Emotional Intelligence Will Improve Your Marriage
Many of my male clients come to me because they fear their marriage is ending. Others find me because they did not see the warning signs of a failed marriage before it was too late. The end goal regardless of what the motivation is is to not repeat the same mistakes moving forward. Every time I get a new client with marriage concerns I see the same thing. A lack of understanding of the other person’s emotions. What I have seen is significant results through building emotional intelligence. Less conflict, more fun, increased is trust, better intimacy, and the confidence to handle any upcoming martial challenges.
Self-awareness
Women tend to be more perceptive than men. There is a good chance your wife is noticing things about you that you do not notice. How often does she point out your tone, pitch, or your facial expressions? Are you often left wondering why any of it matters? Imagine if you had better control of your tone, phrasing, and body language.
By strengthening your self-awareness you can gain control of the information she is giving you. You can change your pitch, tone, and have the right body language to avoid conflict. Are you completely aware of your facial expressions and hand gestures during a heated argument? What do you do when you become annoyed, angry, or frustrated? Which of those behaviors is the biggest trigger to conflict? If you cannot answer those questions you cannot know which behavior will cease the conflict. Self-awareness will help you gain control of the behavior that triggers conflict.
Self-regulation
How often in an argument are you the one who stays calm? Have you noticed that you both feed off each other? If you become agitated does your wife often become agitated in return? Do you then feed off of her agitation and this escalates you? Did you notice this is how you two typically function? Somehow something you are doing or feeling causes escalating tension until eventually, you explode.
If you have noticed this awful feedback loop, self-regulation will break that cycle. If you cannot stay calm during a disagreement you run the risk of escalating. It doesn’t matter who escalates first, what matters is that you do not continue the cycle of escalation to the point of critical mass.
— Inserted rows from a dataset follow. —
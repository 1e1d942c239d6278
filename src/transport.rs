//! Transport & Multi-Path Join (§4.7).
//!
//! Two transport layers coexist, split between swarm-wide gossipsub
//! topics and point-to-point session logic: once a node is an
//! established mesh member, it
//! exchanges announcements over gossipsub topics; before that, a
//! prospective member completes a three-message handshake directly
//! against the founder/admitting node over whichever endpoint answers
//! first.

use std::error::Error;
use std::time::Duration;

use atmosphere_core::{JoinEndpoints, Token};
use futures::{SinkExt, StreamExt};
use libp2p::{gossipsub, identity, noise, swarm::NetworkBehaviour, tcp, yamux, Multiaddr, Swarm};
use serde::{Deserialize, Serialize};
use tokio::io::{AsyncRead, AsyncWrite};
use tokio::net::TcpStream;
use tokio::time::timeout;
use tokio_util::codec::{Framed, LengthDelimitedCodec};
use tracing::{info, warn};

use crate::error::{AtmosphereError, Result};

/// Per-endpoint connect timeout (§4.7 "Join flow").
pub const CONNECT_TIMEOUT: Duration = Duration::from_secs(3);
/// Session heartbeat cadence and dead-session threshold (§4.7 "Heartbeats").
pub const HEARTBEAT_INTERVAL: Duration = Duration::from_secs(10);
pub const MISSED_HEARTBEATS_BEFORE_DEAD: u32 = 3;

#[derive(Debug, Clone, Copy, PartialEq, Eq, Default)]
pub enum NetProfile {
    /// TCP + Noise + Yamux
    #[default]
    Tcp,
    /// TCP + Noise + Yamux, plus QUIC (UDP-based).
    TcpQuic,
    /// Low-power / intermittent-connectivity profile: prefers QUIC + relay.
    Mobile,
}

#[derive(NetworkBehaviour)]
#[behaviour(to_swarm = "AtmosphereSwarmEvent")]
pub struct AtmosphereBehaviour {
    pub gossipsub: gossipsub::Behaviour,
    pub identify: libp2p::identify::Behaviour,
    pub relay_client: libp2p::relay::client::Behaviour,
    pub dcutr: libp2p::dcutr::Behaviour,
}

#[derive(Debug)]
pub enum AtmosphereSwarmEvent {
    Gossipsub(gossipsub::Event),
    Identify(Box<libp2p::identify::Event>),
    RelayClient(libp2p::relay::client::Event),
    Dcutr(libp2p::dcutr::Event),
}

impl From<gossipsub::Event> for AtmosphereSwarmEvent {
    fn from(event: gossipsub::Event) -> Self {
        AtmosphereSwarmEvent::Gossipsub(event)
    }
}

impl From<libp2p::identify::Event> for AtmosphereSwarmEvent {
    fn from(event: libp2p::identify::Event) -> Self {
        AtmosphereSwarmEvent::Identify(Box::new(event))
    }
}

impl From<libp2p::relay::client::Event> for AtmosphereSwarmEvent {
    fn from(event: libp2p::relay::client::Event) -> Self {
        AtmosphereSwarmEvent::RelayClient(event)
    }
}

impl From<libp2p::dcutr::Event> for AtmosphereSwarmEvent {
    fn from(event: libp2p::dcutr::Event) -> Self {
        AtmosphereSwarmEvent::Dcutr(event)
    }
}

/// Established-mesh gossipsub transport: one topic per announcement
/// stream plus one for the CRDT topology cache (SPEC_FULL §B).
pub struct MeshTransport {
    pub swarm: Swarm<AtmosphereBehaviour>,
    pub announcements_topic: gossipsub::IdentTopic,
    pub mesh_control_topic: gossipsub::IdentTopic,
    pub invoke_topic: gossipsub::IdentTopic,
    pub topology_topic: gossipsub::IdentTopic,
}

impl MeshTransport {
    pub fn new(keypair: identity::Keypair) -> Result<Self> {
        Self::new_with_profile(keypair, NetProfile::default())
    }

    pub fn new_with_profile(
        keypair: identity::Keypair,
        profile: NetProfile,
    ) -> Result<Self> {
        let build = |key: &identity::Keypair| -> std::result::Result<Swarm<AtmosphereBehaviour>, Box<dyn Error>> {
            let swarm = match profile {
                NetProfile::Tcp => libp2p::SwarmBuilder::with_existing_identity(key.clone())
                    .with_tokio()
                    .with_tcp(tcp::Config::default(), noise::Config::new, yamux::Config::default)?
                    .with_relay_client(noise::Config::new, yamux::Config::default)?
                    .with_behaviour(|k, relay_client| {
                        let gossipsub_config = gossipsub::ConfigBuilder::default()
                            .validation_mode(gossipsub::ValidationMode::Strict)
                            .build()?;
                        Ok(AtmosphereBehaviour {
                            gossipsub: gossipsub::Behaviour::new(
                                gossipsub::MessageAuthenticity::Signed(k.clone()),
                                gossipsub_config,
                            )?,
                            identify: libp2p::identify::Behaviour::new(libp2p::identify::Config::new(
                                "/atmosphere/1.0.0".to_string(),
                                k.public(),
                            )),
                            relay_client,
                            dcutr: libp2p::dcutr::Behaviour::new(k.public().to_peer_id()),
                        })
                    })?
                    .build(),
                NetProfile::TcpQuic | NetProfile::Mobile => {
                    libp2p::SwarmBuilder::with_existing_identity(key.clone())
                        .with_tokio()
                        .with_tcp(tcp::Config::default(), noise::Config::new, yamux::Config::default)?
                        .with_quic()
                        .with_relay_client(noise::Config::new, yamux::Config::default)?
                        .with_behaviour(|k, relay_client| {
                            let gossipsub_config = gossipsub::ConfigBuilder::default()
                                .validation_mode(gossipsub::ValidationMode::Strict)
                                .build()?;
                            Ok(AtmosphereBehaviour {
                                gossipsub: gossipsub::Behaviour::new(
                                    gossipsub::MessageAuthenticity::Signed(k.clone()),
                                    gossipsub_config,
                                )?,
                                identify: libp2p::identify::Behaviour::new(
                                    libp2p::identify::Config::new(
                                        "/atmosphere/1.0.0".to_string(),
                                        k.public(),
                                    ),
                                ),
                                relay_client,
                                dcutr: libp2p::dcutr::Behaviour::new(k.public().to_peer_id()),
                            })
                        })?
                        .build()
                }
            };
            Ok(swarm)
        };

        let swarm = build(&keypair)
            .map_err(|e| AtmosphereError::TransportFailure(e.to_string()))?;

        Ok(Self {
            swarm,
            announcements_topic: gossipsub::IdentTopic::new("atmosphere_announcements"),
            mesh_control_topic: gossipsub::IdentTopic::new("atmosphere_mesh_control"),
            invoke_topic: gossipsub::IdentTopic::new("atmosphere_invoke"),
            topology_topic: gossipsub::IdentTopic::new("atmosphere_topology"),
        })
    }

    pub fn subscribe_all(&mut self) -> Result<()> {
        let topics = [
            &self.announcements_topic,
            &self.mesh_control_topic,
            &self.invoke_topic,
            &self.topology_topic,
        ];
        for topic in topics {
            self.swarm
                .behaviour_mut()
                .gossipsub
                .subscribe(topic)
                .map_err(|e| AtmosphereError::TransportFailure(e.to_string()))?;
        }
        Ok(())
    }

    pub fn listen_on(&mut self, addr: Multiaddr) -> Result<()> {
        self.swarm
            .listen_on(addr)
            .map_err(|e| AtmosphereError::TransportFailure(e.to_string()))?;
        Ok(())
    }

    pub fn dial(&mut self, addr: Multiaddr) -> Result<()> {
        self.swarm
            .dial(addr)
            .map_err(|e| AtmosphereError::TransportFailure(e.to_string()))?;
        Ok(())
    }
}

// --- Join handshake (§4.7 "Join flow") ---------------------------------

#[derive(Debug, Clone, Serialize, Deserialize)]
pub enum HandshakeMessage {
    Hello {
        token: Token,
        proposed_caps: Vec<String>,
    },
    Welcome {
        mesh_id: String,
        mesh_name: String,
        session_id: String,
    },
    Reject {
        reason: String,
    },
    SessionEstablished {
        node_id: String,
    },
}

#[derive(Debug, Clone, Copy, PartialEq, Eq)]
pub enum SessionState {
    Dialing,
    Handshaking,
    Established,
    Dead,
}

pub struct Session {
    pub peer_node_id: String,
    pub session_id: String,
    pub state: SessionState,
    pub missed_heartbeats: u32,
}

async fn send_message<S>(framed: &mut Framed<S, LengthDelimitedCodec>, msg: &HandshakeMessage) -> Result<()>
where
    S: AsyncRead + AsyncWrite + Unpin,
{
    let bytes = serde_json::to_vec(msg)?;
    framed
        .send(bytes.into())
        .await
        .map_err(|e| AtmosphereError::TransportFailure(e.to_string()))
}

async fn recv_message<S>(framed: &mut Framed<S, LengthDelimitedCodec>) -> Result<HandshakeMessage>
where
    S: AsyncRead + AsyncWrite + Unpin,
{
    let frame = framed
        .next()
        .await
        .ok_or_else(|| AtmosphereError::TransportFailure("connection closed during handshake".into()))?
        .map_err(|e| AtmosphereError::TransportFailure(e.to_string()))?;
    let msg: HandshakeMessage = serde_json::from_slice(&frame)?;
    Ok(msg)
}

/// Peer side of the handshake (§4.7 steps 1 and 3): connects, sends
/// `hello`, awaits `welcome`/`reject`, and on welcome sends
/// `session_established`.
pub async fn join_over_stream<S>(
    stream: S,
    token: Token,
    proposed_caps: Vec<String>,
    local_node_id: &str,
) -> Result<Session>
where
    S: AsyncRead + AsyncWrite + Unpin,
{
    let mut framed = Framed::new(stream, LengthDelimitedCodec::new());

    send_message(
        &mut framed,
        &HandshakeMessage::Hello {
            token,
            proposed_caps,
        },
    )
    .await?;

    match recv_message(&mut framed).await? {
        HandshakeMessage::Welcome {
            mesh_id: _,
            mesh_name: _,
            session_id,
        } => {
            send_message(
                &mut framed,
                &HandshakeMessage::SessionEstablished {
                    node_id: local_node_id.to_string(),
                },
            )
            .await?;
            Ok(Session {
                peer_node_id: String::new(),
                session_id,
                state: SessionState::Established,
                missed_heartbeats: 0,
            })
        }
        HandshakeMessage::Reject { reason } => Err(AtmosphereError::NotAuthorized(reason)),
        other => Err(AtmosphereError::TransportFailure(format!(
            "unexpected handshake message: {other:?}"
        ))),
    }
}

/// Admitting side of the handshake (§4.7 step 2): receives `hello`,
/// hands the token to `verify` (identity verification plus mesh
/// allowlist/denylist per §4.8), and replies accordingly.
pub async fn admit_over_stream<S, F>(
    stream: S,
    mesh_id: &str,
    mesh_name: &str,
    verify: F,
) -> Result<Session>
where
    S: AsyncRead + AsyncWrite + Unpin,
    F: FnOnce(&Token, &[String]) -> std::result::Result<String, String>,
{
    let mut framed = Framed::new(stream, LengthDelimitedCodec::new());

    let hello = recv_message(&mut framed).await?;
    let (token, proposed_caps) = match hello {
        HandshakeMessage::Hello {
            token,
            proposed_caps,
        } => (token, proposed_caps),
        other => {
            return Err(AtmosphereError::TransportFailure(format!(
                "expected hello, got {other:?}"
            )))
        }
    };

    match verify(&token, &proposed_caps) {
        Ok(session_id) => {
            send_message(
                &mut framed,
                &HandshakeMessage::Welcome {
                    mesh_id: mesh_id.to_string(),
                    mesh_name: mesh_name.to_string(),
                    session_id: session_id.clone(),
                },
            )
            .await?;

            match recv_message(&mut framed).await? {
                HandshakeMessage::SessionEstablished { node_id } => Ok(Session {
                    peer_node_id: node_id,
                    session_id,
                    state: SessionState::Established,
                    missed_heartbeats: 0,
                }),
                other => Err(AtmosphereError::TransportFailure(format!(
                    "expected session_established, got {other:?}"
                ))),
            }
        }
        Err(reason) => {
            send_message(&mut framed, &HandshakeMessage::Reject { reason: reason.clone() }).await?;
            Err(AtmosphereError::NotAuthorized(reason))
        }
    }
}

/// Attempts endpoints in preference order (local, public, relay) with
/// a per-endpoint connect timeout, returning the first established
/// session (§4.7 "Join flow").
pub async fn dial_with_preference(
    endpoints: &JoinEndpoints,
    token: Token,
    proposed_caps: Vec<String>,
    local_node_id: &str,
) -> Result<Session> {
    let mut last_err = None;
    for (kind, addr) in endpoints.in_preference_order() {
        if kind == "relay" {
            // Relay endpoints are WebSocket URLs (§4.7 "Relay
            // semantics"); establishing that connection is the
            // responsibility of the relay client module, which hands
            // this function an already-connected stream in production.
            // Plain dialing here only covers local/public TCP.
            continue;
        }
        info!(endpoint_kind = kind, addr, "attempting join over endpoint");
        let connect = timeout(CONNECT_TIMEOUT, TcpStream::connect(addr));
        match connect.await {
            Ok(Ok(stream)) => {
                match join_over_stream(stream, token.clone(), proposed_caps.clone(), local_node_id)
                    .await
                {
                    Ok(session) => return Ok(session),
                    Err(e) => {
                        warn!(endpoint_kind = kind, error = %e, "handshake failed");
                        last_err = Some(e);
                    }
                }
            }
            Ok(Err(e)) => {
                warn!(endpoint_kind = kind, error = %e, "connect failed");
                last_err = Some(AtmosphereError::TransportFailure(e.to_string()));
            }
            Err(_) => {
                warn!(endpoint_kind = kind, "connect timed out");
                last_err = Some(AtmosphereError::Timeout(CONNECT_TIMEOUT));
            }
        }
    }
    Err(last_err.unwrap_or_else(|| {
        AtmosphereError::TransportFailure("no usable endpoints".into())
    }))
}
I am not saying to not engage in disagreements. What I am saying is that self-regulation will stop the cycle regardless of who starts it. By regulating your emotions you gain better control of your responses and behavior. Your anger will cause you to raise your voice and say hurtful and regretful words. Your anxiety will cause you to try and establish control over your wife. Control the emotions, control the behavior.
Empathy
Are you often confused as to your wife’s behavior and emotions? Do you recognize and understand which emotions are in play? Is it a struggle to connect her emotion to your behavior? Haven’t a clue as to why your behavior even triggers an emotional reaction? Do you often feel her emotional reactions are blown out of proportion? Building empathy is the process of increasing your knowledge of emotions.
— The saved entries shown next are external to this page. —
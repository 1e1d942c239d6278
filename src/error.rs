//! Error taxonomy (§7). Every public `Result` in the core returns
//! [`AtmosphereError`] or a type that `From`-converts into it; nothing
//! downstream of this module should see a raw `fjall`/`libp2p`/`wasmtime`
//! error type.

use thiserror::Error;

#[derive(Debug, Error)]
pub enum AtmosphereError {
    #[error("not found: {0}")]
    NotFound(String),

    #[error("not authorized: {0}")]
    NotAuthorized(String),

    #[error("no capability found for intent")]
    NoCapability,

    #[error("validation error: {0}")]
    Validation(String),

    #[error("timeout after {0:?}")]
    Timeout(std::time::Duration),

    #[error("transport failure: {0}")]
    TransportFailure(String),

    #[error("handler error: {0}")]
    HandlerError(String),

    #[error("capability {cap_id} already owned by {existing_owner}")]
    OwnerConflict {
        cap_id: String,
        existing_owner: String,
    },

    #[error("stale: {0}")]
    Stale(String),

    #[error("internal error: {0}")]
    Internal(String),
}

impl AtmosphereError {
    /// Maps to the status codes enumerated in §7's "User-visible behavior"
    /// table.
    pub fn http_status(&self) -> u16 {
        match self {
            AtmosphereError::Validation(_) => 400,
            AtmosphereError::NotAuthorized(_) => 401,
            AtmosphereError::NotFound(_) => 404,
            AtmosphereError::Timeout(_) => 504,
            AtmosphereError::OwnerConflict { .. } => 409,
            AtmosphereError::NoCapability => 503,
            AtmosphereError::TransportFailure(_) => 503,
            AtmosphereError::HandlerError(_) => 500,
            AtmosphereError::Stale(_) => 409,
            AtmosphereError::Internal(_) => 500,
        }
    }

    /// The taxonomy tag used on the wire and in logs, independent of the
    /// human-readable message.
    pub fn kind(&self) -> &'static str {
        match self {
            AtmosphereError::NotFound(_) => "not_found",
            AtmosphereError::NotAuthorized(_) => "not_authorized",
            AtmosphereError::NoCapability => "no_capability",
            AtmosphereError::Validation(_) => "validation_error",
            AtmosphereError::Timeout(_) => "timeout",
            AtmosphereError::TransportFailure(_) => "transport_failure",
            AtmosphereError::HandlerError(_) => "handler_error",
            AtmosphereError::OwnerConflict { .. } => "owner_conflict",
            AtmosphereError::Stale(_) => "stale",
            AtmosphereError::Internal(_) => "internal",
        }
    }
}

impl From<fjall::Error> for AtmosphereError {
    fn from(e: fjall::Error) -> Self {
        AtmosphereError::Internal(format!("storage: {e}"))
    }
}

impl From<serde_json::Error> for AtmosphereError {
    fn from(e: serde_json::Error) -> Self {
        AtmosphereError::Validation(format!("malformed json: {e}"))
    }
}

pub type Result<T> = std::result::Result<T, AtmosphereError>;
If you are not aware of emotions I already wrote a blog post covering the 4 main emotions which will directly increase your empathy with the information I discussed. Empathy allows you to make sense of not only your emotions but the emotional reactions of others. By understanding your wife’s emotions, you can change your behavior and immediately change the course of the conversation. Want your wife to feel happier? Which set of behaviors will trigger that emotion? How long-lasting will the happiness be? How intense will the happiness be? Empathy will give you the answers to those questions which will increase marital satisfaction while decreasing marital conflict.
Motivation
When the conflict seems never-ending and you struggle to see a light at the end of the tunnel, your motivation begins to die. When the motivation is gone, so is the relationship. You can tell how close the marriage is to end based on how motivated you both are. It only takes one of you to lose complete motivation for the relationship to end. So if motivation is directly tied to longevity, how do you keep it alive?
You need to be rewarded along the way. If the ultimate goal is to have a fulfilling marriage then small consistent rewards are the key. Manage to have a healthy disagreement, reward yourself. Manage to use your empathy to understand the problem, reward yourself. The point of motivation is to achieve a reward. Your emotions play a vital role in your motivation.
Each emotion exists to solve problems. Anxiety causes you to seek out control to avoid an unwanted scenario. Anger motivates you to remove the problem by raising your voice and scaring off the issue. Instead of letting your anxiety dictate your choices, control your emotions before they control you. Use your anxiety to control yourself, not your wife. Use your anger to find compromise instead of pushing your wife away.
Social Skills
When you strengthen your emotional intelligence your social skills will change for the better. Do you know what to say to diffuse an unwanted argument? Are the points you are trying to make being received as expected? Can you talk your wife into a compromise that benefits both of you? Do you excel at escalating or de-escalating a verbal disagreement?
As your social skills improve and you notice there is more room for fun instead of conflict. You will know how to phrase things to make sure your message is being received as intended. Anytime there is a chance for conflict you nip it in the bud and successfully avoid escalation. You’ll have more insightful conversations instead of toxic arguments. Increasing your social skills will allow you to control your phrasing, pitch, and tone so as to not trigger unwanted emotional reactions.